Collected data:
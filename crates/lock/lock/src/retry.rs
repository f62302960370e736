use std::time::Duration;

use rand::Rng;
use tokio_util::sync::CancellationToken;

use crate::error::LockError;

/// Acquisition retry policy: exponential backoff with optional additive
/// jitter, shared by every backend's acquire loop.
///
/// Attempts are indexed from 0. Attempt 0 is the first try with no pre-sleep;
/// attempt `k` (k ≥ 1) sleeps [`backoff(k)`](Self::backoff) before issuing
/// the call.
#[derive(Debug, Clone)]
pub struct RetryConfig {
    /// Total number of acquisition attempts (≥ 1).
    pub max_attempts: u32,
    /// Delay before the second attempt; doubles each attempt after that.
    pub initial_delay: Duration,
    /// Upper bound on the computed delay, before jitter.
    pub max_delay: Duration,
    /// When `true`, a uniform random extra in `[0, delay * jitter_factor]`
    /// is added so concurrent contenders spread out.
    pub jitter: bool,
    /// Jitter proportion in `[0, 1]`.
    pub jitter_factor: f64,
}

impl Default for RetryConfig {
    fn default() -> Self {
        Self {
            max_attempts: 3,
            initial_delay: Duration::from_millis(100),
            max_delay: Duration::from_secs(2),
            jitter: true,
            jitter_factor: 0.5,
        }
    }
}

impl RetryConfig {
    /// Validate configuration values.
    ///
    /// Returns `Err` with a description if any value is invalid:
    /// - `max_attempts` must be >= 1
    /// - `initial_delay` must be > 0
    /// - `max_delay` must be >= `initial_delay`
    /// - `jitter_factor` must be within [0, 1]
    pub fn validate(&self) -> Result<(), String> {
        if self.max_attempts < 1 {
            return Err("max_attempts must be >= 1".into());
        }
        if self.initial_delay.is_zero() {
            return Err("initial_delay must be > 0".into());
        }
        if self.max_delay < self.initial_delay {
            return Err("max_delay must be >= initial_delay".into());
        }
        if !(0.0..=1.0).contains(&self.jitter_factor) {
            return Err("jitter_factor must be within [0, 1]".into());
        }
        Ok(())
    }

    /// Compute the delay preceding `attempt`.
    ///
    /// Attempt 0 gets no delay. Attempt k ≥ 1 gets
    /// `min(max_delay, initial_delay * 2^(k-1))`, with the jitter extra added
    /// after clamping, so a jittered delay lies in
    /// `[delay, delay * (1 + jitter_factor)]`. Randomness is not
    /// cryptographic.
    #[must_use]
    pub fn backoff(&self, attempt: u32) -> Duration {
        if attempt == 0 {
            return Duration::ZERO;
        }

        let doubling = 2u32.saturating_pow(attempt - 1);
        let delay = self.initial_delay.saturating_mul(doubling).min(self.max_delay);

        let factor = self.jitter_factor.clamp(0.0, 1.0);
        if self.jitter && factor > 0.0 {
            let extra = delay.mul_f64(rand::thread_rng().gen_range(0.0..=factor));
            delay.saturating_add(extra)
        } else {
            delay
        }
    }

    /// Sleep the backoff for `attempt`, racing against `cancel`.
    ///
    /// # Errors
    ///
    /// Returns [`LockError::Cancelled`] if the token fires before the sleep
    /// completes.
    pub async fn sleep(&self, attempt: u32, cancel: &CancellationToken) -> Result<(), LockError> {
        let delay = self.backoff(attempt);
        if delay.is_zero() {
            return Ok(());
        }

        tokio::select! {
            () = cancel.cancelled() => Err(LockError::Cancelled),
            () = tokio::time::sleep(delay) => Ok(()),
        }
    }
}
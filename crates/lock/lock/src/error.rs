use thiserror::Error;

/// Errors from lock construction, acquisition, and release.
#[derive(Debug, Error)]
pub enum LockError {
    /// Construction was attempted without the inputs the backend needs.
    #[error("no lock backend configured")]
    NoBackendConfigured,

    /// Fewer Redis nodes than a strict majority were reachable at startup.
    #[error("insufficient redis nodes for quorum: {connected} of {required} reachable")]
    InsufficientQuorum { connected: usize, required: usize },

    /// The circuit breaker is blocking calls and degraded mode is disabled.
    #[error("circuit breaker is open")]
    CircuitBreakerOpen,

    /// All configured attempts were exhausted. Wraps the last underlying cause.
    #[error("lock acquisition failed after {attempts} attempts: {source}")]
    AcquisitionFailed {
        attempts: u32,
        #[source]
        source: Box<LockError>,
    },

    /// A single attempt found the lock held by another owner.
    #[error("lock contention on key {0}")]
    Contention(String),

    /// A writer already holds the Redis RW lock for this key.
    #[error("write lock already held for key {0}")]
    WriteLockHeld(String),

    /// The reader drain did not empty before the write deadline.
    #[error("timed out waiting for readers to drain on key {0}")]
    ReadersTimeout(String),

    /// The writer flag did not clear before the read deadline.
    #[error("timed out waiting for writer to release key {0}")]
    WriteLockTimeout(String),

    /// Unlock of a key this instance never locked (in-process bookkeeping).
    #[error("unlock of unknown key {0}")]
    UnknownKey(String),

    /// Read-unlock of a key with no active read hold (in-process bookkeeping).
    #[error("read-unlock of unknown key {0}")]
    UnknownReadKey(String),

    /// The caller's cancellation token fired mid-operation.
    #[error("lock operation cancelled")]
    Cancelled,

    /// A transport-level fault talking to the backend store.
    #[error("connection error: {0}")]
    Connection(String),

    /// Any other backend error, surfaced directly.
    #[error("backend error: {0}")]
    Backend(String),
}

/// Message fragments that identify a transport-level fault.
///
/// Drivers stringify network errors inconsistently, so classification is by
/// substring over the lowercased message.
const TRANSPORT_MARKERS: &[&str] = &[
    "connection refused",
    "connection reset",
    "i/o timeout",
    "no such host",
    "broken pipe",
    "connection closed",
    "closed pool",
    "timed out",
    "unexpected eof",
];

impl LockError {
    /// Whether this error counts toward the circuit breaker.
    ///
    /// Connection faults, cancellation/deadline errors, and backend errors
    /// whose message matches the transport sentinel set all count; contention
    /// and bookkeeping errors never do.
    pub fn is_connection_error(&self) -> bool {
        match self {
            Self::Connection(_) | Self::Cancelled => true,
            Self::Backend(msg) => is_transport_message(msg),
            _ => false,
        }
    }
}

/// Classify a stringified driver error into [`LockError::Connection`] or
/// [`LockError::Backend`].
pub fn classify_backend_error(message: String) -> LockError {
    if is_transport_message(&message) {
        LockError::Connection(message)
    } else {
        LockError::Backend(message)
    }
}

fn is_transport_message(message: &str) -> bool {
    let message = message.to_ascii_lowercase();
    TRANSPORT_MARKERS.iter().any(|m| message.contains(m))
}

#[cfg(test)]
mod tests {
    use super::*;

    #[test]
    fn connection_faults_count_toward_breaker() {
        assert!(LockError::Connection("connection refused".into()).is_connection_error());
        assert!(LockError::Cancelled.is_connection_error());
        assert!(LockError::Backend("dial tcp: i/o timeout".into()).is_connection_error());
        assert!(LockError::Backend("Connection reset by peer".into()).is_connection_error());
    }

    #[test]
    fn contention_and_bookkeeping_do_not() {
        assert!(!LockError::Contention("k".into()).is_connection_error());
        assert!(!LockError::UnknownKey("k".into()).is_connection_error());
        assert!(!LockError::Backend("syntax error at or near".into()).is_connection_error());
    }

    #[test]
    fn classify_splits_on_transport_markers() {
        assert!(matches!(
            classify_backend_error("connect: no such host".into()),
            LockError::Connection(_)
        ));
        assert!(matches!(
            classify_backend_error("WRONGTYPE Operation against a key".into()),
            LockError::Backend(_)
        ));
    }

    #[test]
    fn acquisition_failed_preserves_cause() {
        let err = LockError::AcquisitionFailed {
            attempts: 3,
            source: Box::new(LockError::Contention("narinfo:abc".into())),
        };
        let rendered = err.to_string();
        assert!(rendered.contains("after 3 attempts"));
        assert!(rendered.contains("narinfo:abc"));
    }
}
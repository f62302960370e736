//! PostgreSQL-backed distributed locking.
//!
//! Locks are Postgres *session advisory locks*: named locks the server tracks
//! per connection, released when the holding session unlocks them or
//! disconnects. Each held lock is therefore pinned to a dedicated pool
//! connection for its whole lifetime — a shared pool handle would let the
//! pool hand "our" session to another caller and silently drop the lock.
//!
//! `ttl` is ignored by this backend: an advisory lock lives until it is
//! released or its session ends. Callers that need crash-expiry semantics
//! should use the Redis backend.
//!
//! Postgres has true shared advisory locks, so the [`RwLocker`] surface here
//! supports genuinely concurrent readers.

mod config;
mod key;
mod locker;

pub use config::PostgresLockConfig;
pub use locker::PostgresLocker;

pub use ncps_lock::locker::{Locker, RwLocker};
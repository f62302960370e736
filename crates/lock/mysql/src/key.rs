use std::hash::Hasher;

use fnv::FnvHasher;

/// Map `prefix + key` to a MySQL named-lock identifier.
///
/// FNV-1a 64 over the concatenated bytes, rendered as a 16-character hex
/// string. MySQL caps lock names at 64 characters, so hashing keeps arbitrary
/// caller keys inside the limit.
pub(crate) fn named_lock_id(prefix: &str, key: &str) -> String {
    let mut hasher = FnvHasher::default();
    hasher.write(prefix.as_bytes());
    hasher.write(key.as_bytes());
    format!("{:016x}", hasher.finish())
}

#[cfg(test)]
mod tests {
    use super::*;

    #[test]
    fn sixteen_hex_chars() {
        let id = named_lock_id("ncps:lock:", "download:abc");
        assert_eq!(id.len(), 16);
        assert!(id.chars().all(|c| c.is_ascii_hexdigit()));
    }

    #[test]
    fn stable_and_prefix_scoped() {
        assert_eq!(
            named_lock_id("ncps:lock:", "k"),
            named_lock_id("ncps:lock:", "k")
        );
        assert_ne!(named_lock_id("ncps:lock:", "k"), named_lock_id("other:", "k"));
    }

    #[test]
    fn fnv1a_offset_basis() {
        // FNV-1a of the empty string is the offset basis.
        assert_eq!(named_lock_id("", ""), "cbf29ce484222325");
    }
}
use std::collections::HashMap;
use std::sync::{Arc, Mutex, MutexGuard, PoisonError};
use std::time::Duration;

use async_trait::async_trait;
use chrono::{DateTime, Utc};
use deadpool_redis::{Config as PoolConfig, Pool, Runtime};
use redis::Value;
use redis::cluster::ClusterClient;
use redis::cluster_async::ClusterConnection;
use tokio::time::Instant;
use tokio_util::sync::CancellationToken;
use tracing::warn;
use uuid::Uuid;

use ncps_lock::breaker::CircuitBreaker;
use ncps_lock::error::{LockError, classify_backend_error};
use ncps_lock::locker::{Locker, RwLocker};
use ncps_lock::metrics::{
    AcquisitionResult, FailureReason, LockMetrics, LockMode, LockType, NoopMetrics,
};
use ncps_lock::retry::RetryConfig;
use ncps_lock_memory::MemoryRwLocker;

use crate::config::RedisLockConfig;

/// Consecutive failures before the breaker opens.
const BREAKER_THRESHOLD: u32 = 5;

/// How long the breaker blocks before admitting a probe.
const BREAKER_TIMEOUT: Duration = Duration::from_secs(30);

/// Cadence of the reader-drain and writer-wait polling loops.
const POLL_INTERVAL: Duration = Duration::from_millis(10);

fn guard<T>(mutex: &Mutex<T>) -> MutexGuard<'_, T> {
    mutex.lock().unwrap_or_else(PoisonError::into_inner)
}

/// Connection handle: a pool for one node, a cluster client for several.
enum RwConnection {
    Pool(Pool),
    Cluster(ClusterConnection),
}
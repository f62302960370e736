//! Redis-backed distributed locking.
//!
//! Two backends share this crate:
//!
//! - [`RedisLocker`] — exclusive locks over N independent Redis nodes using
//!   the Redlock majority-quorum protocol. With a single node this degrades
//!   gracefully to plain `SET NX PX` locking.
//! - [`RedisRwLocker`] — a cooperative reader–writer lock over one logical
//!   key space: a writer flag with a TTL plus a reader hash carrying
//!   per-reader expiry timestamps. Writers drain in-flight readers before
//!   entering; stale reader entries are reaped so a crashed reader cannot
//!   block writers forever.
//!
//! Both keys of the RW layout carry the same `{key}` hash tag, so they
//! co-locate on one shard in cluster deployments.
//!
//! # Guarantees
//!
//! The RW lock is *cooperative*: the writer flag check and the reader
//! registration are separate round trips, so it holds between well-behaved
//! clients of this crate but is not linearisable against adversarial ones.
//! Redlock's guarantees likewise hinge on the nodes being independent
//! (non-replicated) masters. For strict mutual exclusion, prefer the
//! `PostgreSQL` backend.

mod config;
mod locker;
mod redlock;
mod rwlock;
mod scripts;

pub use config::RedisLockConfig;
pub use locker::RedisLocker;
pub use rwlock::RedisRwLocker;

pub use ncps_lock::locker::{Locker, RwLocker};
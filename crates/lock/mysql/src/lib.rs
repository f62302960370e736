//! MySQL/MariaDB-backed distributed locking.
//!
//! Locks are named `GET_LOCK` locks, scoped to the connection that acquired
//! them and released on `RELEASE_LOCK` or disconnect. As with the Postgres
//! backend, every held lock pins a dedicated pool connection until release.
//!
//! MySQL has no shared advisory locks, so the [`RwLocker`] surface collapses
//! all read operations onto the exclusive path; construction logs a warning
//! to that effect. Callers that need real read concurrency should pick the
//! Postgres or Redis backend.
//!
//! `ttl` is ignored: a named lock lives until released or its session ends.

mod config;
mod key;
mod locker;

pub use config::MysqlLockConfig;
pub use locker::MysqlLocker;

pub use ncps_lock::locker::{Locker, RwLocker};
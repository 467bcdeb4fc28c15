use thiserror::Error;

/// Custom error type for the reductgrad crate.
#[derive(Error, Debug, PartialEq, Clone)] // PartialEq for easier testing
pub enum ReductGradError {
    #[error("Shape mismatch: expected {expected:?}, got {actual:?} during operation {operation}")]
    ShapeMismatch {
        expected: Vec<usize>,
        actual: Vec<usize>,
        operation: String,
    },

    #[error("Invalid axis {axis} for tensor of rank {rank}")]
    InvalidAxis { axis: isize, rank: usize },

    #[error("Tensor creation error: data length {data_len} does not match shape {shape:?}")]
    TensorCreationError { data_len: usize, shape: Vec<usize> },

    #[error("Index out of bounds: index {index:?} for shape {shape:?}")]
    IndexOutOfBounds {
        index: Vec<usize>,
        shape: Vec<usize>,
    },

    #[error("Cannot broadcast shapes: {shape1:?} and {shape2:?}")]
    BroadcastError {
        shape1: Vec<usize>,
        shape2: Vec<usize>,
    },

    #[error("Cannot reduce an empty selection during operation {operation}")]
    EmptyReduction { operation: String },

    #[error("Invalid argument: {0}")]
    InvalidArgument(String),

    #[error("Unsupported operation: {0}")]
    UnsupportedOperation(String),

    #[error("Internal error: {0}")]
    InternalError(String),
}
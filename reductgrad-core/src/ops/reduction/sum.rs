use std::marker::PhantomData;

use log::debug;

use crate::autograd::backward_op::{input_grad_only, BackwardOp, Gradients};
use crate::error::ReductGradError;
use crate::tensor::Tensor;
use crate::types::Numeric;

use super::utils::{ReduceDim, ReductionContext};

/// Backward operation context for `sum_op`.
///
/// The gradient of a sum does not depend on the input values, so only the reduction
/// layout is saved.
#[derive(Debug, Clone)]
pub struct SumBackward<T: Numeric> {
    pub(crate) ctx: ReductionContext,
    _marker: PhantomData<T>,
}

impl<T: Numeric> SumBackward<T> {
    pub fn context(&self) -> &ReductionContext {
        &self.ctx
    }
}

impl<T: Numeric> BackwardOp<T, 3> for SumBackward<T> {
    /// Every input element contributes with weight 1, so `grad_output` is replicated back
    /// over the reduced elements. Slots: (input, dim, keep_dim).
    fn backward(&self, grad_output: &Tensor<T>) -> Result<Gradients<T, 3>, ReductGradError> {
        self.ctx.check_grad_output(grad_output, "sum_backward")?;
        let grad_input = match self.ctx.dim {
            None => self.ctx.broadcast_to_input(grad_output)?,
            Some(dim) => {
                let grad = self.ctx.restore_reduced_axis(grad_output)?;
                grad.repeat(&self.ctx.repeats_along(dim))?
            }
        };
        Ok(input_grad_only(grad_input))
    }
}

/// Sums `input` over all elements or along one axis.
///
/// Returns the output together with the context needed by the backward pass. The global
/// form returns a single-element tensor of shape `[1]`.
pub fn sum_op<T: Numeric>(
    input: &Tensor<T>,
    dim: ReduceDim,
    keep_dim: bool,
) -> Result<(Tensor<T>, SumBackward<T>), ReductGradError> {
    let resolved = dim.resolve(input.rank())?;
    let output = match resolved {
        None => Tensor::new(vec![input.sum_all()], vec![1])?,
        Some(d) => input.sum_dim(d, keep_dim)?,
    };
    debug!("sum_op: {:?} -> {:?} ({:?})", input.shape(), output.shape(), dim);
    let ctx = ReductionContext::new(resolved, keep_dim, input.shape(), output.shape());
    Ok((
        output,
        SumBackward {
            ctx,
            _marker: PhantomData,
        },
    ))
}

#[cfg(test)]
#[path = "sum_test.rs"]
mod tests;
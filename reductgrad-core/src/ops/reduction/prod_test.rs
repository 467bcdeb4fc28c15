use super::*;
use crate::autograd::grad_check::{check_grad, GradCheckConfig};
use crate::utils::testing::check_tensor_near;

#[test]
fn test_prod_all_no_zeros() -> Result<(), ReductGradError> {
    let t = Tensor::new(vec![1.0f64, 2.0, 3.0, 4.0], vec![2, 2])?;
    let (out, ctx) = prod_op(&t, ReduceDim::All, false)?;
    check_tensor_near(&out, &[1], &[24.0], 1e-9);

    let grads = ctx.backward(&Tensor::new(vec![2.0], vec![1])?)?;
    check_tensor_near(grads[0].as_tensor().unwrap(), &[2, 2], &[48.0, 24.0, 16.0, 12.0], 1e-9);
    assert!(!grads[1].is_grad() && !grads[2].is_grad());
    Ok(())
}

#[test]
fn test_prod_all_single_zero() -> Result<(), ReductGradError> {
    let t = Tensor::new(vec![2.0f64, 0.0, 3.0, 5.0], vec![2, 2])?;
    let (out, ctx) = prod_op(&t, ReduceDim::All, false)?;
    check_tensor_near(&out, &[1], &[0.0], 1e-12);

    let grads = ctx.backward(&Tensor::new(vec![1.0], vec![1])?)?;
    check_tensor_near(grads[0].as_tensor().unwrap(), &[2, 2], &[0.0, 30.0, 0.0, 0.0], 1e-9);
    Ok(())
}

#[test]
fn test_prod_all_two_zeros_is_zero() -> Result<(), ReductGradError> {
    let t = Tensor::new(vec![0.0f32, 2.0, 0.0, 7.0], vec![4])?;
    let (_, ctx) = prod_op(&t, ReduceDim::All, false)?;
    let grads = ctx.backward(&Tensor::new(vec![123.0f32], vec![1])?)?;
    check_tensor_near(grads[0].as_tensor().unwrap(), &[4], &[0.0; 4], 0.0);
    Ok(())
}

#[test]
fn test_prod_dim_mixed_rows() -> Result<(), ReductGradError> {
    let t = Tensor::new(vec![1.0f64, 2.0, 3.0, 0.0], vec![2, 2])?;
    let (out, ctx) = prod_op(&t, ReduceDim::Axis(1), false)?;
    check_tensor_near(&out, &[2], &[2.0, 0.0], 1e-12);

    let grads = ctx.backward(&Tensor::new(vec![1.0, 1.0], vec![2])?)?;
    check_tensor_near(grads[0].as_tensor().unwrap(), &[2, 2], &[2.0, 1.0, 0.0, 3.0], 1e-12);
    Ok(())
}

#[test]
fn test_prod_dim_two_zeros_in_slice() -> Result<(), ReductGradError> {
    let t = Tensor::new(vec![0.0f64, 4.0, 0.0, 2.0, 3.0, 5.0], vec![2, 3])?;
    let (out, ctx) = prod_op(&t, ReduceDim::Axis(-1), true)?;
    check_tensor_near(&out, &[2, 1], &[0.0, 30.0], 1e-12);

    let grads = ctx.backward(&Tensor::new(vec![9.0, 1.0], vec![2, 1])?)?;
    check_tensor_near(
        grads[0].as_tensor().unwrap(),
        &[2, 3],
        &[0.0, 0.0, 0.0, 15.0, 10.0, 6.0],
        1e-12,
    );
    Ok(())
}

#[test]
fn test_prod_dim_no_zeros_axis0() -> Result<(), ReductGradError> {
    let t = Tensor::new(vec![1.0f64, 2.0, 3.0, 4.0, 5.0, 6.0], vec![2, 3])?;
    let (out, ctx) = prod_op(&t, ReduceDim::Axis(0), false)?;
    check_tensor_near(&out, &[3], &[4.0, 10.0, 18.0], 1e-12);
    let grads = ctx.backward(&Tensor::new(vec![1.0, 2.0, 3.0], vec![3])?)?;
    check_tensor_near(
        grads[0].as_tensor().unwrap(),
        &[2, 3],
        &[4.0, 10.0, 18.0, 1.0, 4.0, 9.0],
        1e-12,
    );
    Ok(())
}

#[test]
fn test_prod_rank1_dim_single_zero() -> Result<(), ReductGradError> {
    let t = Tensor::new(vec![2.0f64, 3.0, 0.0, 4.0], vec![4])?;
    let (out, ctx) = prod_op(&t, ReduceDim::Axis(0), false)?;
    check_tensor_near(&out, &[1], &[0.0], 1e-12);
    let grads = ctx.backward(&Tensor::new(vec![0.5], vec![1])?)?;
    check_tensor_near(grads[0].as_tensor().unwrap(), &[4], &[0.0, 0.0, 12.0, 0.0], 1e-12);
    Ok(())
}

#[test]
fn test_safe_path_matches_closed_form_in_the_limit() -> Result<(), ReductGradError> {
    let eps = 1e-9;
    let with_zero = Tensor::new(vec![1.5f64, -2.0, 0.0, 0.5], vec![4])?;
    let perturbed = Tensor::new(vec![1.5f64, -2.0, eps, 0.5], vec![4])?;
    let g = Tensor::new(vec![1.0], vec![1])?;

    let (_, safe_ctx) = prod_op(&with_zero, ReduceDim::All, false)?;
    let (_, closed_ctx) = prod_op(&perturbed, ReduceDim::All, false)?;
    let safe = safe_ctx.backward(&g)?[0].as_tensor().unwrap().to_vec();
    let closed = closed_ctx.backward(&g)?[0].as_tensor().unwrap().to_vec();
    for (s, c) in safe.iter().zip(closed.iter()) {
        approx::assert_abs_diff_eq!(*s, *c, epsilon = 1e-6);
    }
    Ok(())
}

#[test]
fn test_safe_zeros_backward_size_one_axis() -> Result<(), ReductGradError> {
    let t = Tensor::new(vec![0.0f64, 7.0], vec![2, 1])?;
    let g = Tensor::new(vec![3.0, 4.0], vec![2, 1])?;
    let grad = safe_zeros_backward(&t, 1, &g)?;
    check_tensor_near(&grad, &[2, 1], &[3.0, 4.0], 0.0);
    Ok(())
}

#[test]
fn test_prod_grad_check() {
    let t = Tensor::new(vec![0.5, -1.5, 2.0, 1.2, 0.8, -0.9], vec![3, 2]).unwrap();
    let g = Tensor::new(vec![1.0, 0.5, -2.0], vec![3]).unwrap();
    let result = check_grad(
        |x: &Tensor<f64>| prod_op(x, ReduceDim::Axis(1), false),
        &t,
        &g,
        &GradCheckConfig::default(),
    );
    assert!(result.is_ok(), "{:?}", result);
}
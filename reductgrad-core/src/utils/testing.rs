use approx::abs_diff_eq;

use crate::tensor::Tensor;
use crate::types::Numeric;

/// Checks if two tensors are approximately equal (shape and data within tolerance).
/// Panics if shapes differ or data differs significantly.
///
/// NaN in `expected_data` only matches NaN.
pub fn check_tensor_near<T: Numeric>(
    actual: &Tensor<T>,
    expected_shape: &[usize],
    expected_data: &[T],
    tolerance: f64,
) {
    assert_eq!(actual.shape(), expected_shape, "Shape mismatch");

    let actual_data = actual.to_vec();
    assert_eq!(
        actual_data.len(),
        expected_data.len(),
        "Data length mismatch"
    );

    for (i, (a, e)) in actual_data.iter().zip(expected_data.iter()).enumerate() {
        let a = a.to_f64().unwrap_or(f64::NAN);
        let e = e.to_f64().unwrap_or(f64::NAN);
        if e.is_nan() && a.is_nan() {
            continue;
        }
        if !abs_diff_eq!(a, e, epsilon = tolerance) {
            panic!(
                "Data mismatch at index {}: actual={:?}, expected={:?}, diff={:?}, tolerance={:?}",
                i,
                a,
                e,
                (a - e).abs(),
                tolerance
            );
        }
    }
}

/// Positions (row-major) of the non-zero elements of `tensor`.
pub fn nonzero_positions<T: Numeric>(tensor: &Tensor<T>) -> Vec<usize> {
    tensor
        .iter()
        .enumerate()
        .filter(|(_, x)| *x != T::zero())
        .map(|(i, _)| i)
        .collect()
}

• GOAL OF THE EXERCISE
Please go line by line through the records above, copying each one that holds the string "true".

• EXERCISE ANSWER
    /// When `true`, a uniform random extra in `[0, delay * jitter_factor]`
            jitter: true,
            Self::Connection(_) | Self::Cancelled => true,
//! Postgres has true shared advisory locks, so the [`RwLocker`] surface here
    let (out, ctx) = prod_op(&t, ReduceDim::Axis(-1), true)?;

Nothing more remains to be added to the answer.